High mobility group A1 (HMGA1) promotes the tumorigenesis of colorectal cancer by increasing lipid synthesis

Abstract Metabolic reprogramming is a hallmark of cancer, enabling tumor cells to meet the high energy and biosynthetic demands required for their proliferation. High mobility group A1 (HMGA1) is a structural transcription factor and frequently overexpressed in human colorectal cancer (CRC). Here, we show that HMGA1 promotes CRC progression by driving lipid synthesis in a AOM/DSS-induced CRC mouse model. Using conditional knockout (Hmga1 △IEC) and knock-in (Hmga1 IEC-OE/+) mouse models, we demonstrate that HMGA1 enhances CRC cell proliferation and accelerates tumor development by upregulating fatty acid synthase (FASN).
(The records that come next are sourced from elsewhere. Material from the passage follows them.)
// (c) Cartesi and individual authors (see AUTHORS)
// SPDX-License-Identifier: Apache-2.0 (see LICENSE)

use std::collections::{HashMap, VecDeque};
use std::panic::AssertUnwindSafe;
use std::sync::atomic::{AtomicBool, Ordering};
use std::sync::{Arc, Mutex};
use std::time::{Duration, SystemTime, UNIX_EPOCH};

use alloy_primitives::Address;
use async_trait::async_trait;
use futures_util::FutureExt;
use futures_util::future::join_all;
use rollup_core::application::{StateTransition, TxError, make_nonce_error};
use rollup_core::message::MessageHeader;
use rollup_core::transaction::{ConditionalOptions, Transaction};
use tokio::sync::{mpsc, watch};
use tokio::task::JoinHandle;
use tokio::time::{Instant, sleep_until, timeout_at};
use tracing::{error, info, warn};

use super::config::SharedSequencerConfig;
use super::hooks::SequencerHooks;
use super::metrics::{METRICS_LOG_INTERVAL, SequencerMetrics};
use super::nonce_cache::NonceCache;
use super::nonce_failure_cache::{EvictHandler, NonceFailure, NonceFailureCache};
use super::role::{RoleSnapshot, RoleState};
use super::types::QueueItem;
use super::SubmitError;
use crate::execution::{EngineError, ExecutionEngine};
use crate::forwarder::{
    ForwarderError, HttpConnector, RpcConnector, TransactionPublisher, TxForwarder,
};
use crate::l1_reader::ParentChainHeader;

const SLOW_BUILD_WARNING: Duration = Duration::from_secs(5);

/// Everything the block loop owns. Handed back to `stop_and_wait` when the loop exits.
struct BuildState {
    rx: mpsc::Receiver<QueueItem>,
    retry: VecDeque<QueueItem>,
    nonce_cache: NonceCache,
    failures: NonceFailureCache,
    metrics: SequencerMetrics,
}

enum InactiveOutcome {
    /// The role is active: the batch is for us to sequence.
    Sequence(Vec<QueueItem>),
    Handled { made_block: bool },
}

/// Latest parent chain head, when a source is configured.
struct ParentChainTracker {
    configured: bool,
    head: Mutex<ParentChainHeader>,
}

impl ParentChainTracker {
    fn latest(&self) -> Option<ParentChainHeader> {
        self.configured
            .then(|| *self.head.lock().expect("parent chain head lock poisoned"))
    }

    fn update(&self, header: ParentChainHeader) {
        let mut head = self.head.lock().expect("parent chain head lock poisoned");
        if header.is_newer_than(&head) {
            *head = header;
        }
    }
}

/// Orders submitted transactions into blocks.
///
/// Submissions go through a bounded queue to a single block loop, which prechecks nonces,
/// parks transactions whose nonce is ahead, and hands the rest to the execution engine. While
/// paused or forwarding, the loop hands batches to the role instead.
pub struct Sequencer<T: StateTransition> {
    engine: Arc<ExecutionEngine<T>>,
    config: SharedSequencerConfig,
    connector: Arc<dyn RpcConnector>,
    role: Arc<RoleState>,
    queue_tx: mpsc::Sender<QueueItem>,
    parent_chain: Arc<ParentChainTracker>,
    parent_chain_source: Option<watch::Receiver<Option<ParentChainHeader>>>,
    build_state: Mutex<Option<BuildState>>,
    block_loop: Mutex<Option<JoinHandle<BuildState>>>,
    parent_chain_listener: Mutex<Option<JoinHandle<()>>>,
    shutdown_tx: watch::Sender<bool>,
    started: AtomicBool,
    stopped: AtomicBool,
}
Mechanistically, HMGA1 increases the transcriptional activity of sterol regulatory element-binding protein 1 (SREBP1) on the FASN promoter, leading to increased lipid accumulation in intestinal epithelial cells. Moreover, a high-fat diet exacerbates CRC progression in Hmga1 △IEC mice, while pharmacological inhibition of FASN by orlistat reduces tumor growth in Hmga1 IEC-OE/+ mice. Our findings suggest that targeting lipid metabolism could offer a promising therapeutic strategy for CRC.